(Task goal)
Below are some records. Print exactly the lines between the one holding "earlier text node;" and the one holding "the final HTML.", inclusive, and nothing else.

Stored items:
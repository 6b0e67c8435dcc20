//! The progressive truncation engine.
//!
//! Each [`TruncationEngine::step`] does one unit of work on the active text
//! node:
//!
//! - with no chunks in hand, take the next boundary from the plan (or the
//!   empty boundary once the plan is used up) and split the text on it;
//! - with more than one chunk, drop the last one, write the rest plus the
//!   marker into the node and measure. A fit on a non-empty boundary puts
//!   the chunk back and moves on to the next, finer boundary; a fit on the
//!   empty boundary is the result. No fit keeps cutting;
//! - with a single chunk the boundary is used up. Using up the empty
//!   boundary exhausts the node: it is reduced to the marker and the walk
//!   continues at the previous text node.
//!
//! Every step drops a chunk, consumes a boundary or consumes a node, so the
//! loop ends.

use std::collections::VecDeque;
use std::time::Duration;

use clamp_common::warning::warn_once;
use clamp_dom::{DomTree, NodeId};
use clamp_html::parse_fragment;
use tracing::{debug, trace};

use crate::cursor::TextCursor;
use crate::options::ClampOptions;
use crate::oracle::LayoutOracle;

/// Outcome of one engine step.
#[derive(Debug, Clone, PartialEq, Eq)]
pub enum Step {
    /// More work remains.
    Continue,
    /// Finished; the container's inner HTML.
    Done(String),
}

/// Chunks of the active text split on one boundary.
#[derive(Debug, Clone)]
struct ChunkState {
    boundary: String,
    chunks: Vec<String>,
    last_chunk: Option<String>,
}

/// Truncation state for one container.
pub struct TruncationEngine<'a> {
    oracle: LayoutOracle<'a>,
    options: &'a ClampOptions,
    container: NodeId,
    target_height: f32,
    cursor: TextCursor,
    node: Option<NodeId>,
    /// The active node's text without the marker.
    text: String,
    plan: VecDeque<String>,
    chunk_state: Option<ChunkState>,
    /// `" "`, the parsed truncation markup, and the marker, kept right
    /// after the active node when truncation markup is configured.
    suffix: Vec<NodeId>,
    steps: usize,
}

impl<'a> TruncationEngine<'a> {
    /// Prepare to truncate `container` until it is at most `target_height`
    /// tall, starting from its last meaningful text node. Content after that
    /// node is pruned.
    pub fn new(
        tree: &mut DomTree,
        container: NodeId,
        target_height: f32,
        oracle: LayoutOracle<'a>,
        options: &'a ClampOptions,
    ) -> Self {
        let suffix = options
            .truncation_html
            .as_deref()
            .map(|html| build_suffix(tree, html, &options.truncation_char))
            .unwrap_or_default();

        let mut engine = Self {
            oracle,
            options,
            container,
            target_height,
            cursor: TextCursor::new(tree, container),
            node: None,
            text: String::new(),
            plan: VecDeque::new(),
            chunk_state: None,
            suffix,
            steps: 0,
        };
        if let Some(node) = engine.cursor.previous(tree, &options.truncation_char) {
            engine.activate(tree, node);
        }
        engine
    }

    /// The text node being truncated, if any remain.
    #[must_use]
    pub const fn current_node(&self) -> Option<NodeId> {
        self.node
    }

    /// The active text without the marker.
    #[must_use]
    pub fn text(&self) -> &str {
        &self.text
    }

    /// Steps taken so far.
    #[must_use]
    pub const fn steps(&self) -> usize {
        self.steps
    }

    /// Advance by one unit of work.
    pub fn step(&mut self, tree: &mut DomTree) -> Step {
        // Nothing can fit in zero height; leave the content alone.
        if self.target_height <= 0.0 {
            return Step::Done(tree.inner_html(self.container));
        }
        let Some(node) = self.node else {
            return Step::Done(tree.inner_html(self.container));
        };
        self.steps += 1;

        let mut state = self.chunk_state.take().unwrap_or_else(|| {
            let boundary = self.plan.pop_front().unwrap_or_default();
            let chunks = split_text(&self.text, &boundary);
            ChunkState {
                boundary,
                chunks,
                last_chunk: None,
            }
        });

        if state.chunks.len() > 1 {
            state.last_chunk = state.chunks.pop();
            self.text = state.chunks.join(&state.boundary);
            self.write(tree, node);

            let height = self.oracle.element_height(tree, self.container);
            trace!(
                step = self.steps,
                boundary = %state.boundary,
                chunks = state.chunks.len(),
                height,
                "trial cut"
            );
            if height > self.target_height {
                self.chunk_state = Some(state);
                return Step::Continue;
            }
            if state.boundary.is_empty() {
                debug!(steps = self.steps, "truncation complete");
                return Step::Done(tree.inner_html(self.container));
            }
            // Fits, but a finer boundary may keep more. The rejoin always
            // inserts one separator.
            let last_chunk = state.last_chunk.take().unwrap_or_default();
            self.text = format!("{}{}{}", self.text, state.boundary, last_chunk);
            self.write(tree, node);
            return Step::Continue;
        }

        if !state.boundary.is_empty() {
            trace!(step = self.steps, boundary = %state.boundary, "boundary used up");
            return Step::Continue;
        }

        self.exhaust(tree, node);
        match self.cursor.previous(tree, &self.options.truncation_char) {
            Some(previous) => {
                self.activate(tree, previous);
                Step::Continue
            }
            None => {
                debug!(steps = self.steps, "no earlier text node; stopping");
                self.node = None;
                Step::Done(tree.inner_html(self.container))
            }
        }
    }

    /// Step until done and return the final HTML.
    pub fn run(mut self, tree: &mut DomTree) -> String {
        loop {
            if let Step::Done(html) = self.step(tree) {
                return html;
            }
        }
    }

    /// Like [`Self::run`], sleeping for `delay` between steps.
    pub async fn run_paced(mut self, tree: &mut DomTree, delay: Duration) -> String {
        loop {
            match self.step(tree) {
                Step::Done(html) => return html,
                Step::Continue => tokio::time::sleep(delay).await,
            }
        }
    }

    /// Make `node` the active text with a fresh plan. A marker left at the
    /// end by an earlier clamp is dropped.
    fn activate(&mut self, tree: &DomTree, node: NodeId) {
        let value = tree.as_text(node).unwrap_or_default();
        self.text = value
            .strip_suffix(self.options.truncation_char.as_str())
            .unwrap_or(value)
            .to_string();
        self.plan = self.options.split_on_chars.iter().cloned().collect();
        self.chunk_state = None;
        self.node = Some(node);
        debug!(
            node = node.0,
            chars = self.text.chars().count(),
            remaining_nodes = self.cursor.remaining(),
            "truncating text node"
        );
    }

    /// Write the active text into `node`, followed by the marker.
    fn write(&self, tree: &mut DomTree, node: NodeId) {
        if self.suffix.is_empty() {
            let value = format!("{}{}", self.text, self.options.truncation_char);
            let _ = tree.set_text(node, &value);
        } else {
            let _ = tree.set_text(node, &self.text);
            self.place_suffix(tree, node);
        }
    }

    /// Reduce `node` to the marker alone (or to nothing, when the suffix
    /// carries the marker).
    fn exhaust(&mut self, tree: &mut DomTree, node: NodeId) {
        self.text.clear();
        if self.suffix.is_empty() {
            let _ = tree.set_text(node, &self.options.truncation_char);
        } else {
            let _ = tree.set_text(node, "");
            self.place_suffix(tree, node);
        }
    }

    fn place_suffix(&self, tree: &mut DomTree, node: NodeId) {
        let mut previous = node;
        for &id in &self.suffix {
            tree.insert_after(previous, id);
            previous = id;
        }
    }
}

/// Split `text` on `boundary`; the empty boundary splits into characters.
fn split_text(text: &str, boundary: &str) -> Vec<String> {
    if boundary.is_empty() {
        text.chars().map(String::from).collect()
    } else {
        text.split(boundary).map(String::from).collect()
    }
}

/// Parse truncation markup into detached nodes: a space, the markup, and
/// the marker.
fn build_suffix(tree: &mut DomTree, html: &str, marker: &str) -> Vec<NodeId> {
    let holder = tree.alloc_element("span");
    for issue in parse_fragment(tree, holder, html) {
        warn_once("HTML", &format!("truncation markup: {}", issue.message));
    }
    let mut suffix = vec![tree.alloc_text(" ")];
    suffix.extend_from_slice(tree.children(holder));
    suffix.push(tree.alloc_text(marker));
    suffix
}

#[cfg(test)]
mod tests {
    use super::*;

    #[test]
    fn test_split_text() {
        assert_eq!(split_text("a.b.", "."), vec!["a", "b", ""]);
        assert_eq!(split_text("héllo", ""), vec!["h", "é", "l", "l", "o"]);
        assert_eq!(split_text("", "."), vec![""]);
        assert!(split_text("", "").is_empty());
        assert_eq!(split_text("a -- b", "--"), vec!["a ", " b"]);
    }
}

* * *

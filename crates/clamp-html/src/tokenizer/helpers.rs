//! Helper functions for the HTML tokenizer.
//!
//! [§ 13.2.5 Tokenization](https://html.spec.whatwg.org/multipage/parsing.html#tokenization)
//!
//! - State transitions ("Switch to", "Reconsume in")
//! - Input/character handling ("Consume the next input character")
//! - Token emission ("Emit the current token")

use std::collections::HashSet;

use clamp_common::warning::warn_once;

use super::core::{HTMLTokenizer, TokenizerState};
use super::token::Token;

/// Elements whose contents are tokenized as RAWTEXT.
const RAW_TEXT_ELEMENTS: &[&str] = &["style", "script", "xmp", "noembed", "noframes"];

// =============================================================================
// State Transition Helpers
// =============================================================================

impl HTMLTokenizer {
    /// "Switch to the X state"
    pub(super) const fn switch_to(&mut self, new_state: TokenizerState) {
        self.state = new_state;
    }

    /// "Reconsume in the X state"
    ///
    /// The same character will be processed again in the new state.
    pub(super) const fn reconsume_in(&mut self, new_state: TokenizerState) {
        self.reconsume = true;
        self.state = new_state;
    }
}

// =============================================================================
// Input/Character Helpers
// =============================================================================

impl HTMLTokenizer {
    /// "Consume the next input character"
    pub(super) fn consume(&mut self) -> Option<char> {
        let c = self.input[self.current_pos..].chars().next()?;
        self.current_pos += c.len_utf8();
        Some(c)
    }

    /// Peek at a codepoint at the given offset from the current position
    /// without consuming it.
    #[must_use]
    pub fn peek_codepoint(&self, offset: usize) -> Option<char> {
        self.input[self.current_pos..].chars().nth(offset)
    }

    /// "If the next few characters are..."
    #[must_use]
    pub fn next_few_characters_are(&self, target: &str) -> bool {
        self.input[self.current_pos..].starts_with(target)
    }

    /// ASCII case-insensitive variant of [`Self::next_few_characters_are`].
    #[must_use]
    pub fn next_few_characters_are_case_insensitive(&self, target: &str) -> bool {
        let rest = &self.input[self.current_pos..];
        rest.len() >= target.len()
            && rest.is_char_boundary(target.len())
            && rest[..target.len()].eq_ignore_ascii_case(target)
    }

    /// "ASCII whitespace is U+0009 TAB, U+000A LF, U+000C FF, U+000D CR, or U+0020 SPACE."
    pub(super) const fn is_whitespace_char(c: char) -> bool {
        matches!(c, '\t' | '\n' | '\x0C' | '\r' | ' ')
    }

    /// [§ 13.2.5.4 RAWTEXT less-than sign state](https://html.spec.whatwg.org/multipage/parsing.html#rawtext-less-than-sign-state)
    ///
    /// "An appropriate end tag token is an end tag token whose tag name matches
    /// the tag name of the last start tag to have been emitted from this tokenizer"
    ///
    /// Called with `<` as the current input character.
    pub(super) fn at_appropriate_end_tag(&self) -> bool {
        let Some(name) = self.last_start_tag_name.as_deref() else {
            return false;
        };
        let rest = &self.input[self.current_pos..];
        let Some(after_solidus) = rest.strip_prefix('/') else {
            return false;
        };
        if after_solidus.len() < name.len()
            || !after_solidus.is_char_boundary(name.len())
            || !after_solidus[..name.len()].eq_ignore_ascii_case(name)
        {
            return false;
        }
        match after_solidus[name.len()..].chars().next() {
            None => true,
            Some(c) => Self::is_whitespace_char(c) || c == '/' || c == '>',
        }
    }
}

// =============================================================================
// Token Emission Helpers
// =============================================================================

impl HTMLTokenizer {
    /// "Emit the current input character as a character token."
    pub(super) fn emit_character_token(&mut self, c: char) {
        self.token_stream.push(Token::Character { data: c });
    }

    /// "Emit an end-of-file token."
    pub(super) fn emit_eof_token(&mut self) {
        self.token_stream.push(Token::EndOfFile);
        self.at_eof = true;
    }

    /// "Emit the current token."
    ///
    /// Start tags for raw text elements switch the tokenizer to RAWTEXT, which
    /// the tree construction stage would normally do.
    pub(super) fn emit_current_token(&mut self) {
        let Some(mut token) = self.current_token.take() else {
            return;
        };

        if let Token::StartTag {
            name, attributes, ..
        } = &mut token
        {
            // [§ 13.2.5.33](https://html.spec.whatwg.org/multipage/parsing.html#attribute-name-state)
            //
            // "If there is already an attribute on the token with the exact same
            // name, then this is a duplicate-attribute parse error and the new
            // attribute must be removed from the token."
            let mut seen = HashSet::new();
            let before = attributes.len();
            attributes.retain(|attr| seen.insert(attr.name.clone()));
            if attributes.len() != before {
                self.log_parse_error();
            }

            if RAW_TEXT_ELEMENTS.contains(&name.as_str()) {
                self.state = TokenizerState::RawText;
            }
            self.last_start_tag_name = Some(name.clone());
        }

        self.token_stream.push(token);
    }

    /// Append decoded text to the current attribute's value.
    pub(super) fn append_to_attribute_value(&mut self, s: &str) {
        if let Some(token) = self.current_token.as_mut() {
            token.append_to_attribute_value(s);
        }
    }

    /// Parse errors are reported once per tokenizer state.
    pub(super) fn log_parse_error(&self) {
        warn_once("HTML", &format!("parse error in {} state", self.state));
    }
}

(Written answer)
                debug!(steps = self.steps, "no earlier text node; stopping");
                self.node = None;
                Step::Done(tree.inner_html(self.container))
            }
        }
    }

    /// Step until done and return the final HTML.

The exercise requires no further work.